• **Prompt**
Which lines below contain "impl"? Pull them out.

Records drawn from a dataset
◇ ◇ ◇ ◇ ◇ ◇ ◇
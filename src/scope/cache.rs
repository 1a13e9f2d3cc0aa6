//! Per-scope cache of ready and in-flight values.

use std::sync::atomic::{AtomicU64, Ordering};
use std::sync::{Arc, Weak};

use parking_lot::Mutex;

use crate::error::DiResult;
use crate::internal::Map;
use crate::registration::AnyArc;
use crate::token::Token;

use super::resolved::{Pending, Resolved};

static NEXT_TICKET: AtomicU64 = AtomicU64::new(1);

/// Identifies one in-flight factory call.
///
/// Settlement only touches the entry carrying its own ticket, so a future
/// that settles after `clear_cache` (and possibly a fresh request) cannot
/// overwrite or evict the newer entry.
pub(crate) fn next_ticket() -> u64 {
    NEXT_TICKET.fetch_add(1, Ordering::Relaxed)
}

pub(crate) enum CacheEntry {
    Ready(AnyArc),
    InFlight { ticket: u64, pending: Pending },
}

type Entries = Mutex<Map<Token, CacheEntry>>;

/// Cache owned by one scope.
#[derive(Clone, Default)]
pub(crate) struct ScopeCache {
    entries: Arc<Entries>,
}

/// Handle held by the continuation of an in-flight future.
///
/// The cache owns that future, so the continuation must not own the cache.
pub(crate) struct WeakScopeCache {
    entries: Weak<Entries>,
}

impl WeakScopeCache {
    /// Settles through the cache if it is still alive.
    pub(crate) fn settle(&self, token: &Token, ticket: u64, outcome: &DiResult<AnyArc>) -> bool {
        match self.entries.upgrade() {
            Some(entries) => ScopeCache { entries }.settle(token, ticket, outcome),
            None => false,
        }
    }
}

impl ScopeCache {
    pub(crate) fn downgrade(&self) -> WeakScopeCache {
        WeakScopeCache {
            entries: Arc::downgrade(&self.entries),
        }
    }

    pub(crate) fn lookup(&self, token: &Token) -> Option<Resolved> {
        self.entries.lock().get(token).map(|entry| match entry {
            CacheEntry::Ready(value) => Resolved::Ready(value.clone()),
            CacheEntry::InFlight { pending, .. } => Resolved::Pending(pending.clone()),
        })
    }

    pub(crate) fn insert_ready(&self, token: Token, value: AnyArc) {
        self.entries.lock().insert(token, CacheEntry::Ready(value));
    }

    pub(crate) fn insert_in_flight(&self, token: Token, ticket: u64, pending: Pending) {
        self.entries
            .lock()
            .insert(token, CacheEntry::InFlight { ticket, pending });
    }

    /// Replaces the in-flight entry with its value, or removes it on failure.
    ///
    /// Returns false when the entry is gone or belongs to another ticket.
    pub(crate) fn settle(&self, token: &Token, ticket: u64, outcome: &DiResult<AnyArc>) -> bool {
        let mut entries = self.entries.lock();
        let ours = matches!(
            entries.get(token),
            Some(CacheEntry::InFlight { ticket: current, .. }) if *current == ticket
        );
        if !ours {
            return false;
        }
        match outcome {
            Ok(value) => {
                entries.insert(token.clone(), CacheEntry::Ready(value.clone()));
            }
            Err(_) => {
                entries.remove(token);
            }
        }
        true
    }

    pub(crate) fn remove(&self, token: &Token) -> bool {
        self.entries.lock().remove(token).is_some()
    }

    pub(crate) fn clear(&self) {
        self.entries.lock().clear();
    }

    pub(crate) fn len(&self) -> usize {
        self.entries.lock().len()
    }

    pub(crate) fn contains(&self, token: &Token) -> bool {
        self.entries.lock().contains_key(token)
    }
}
◇ ◇ ◇ ◇ ◇ ◇ ◇
• **Reply**
impl WeakScopeCache {
impl ScopeCache {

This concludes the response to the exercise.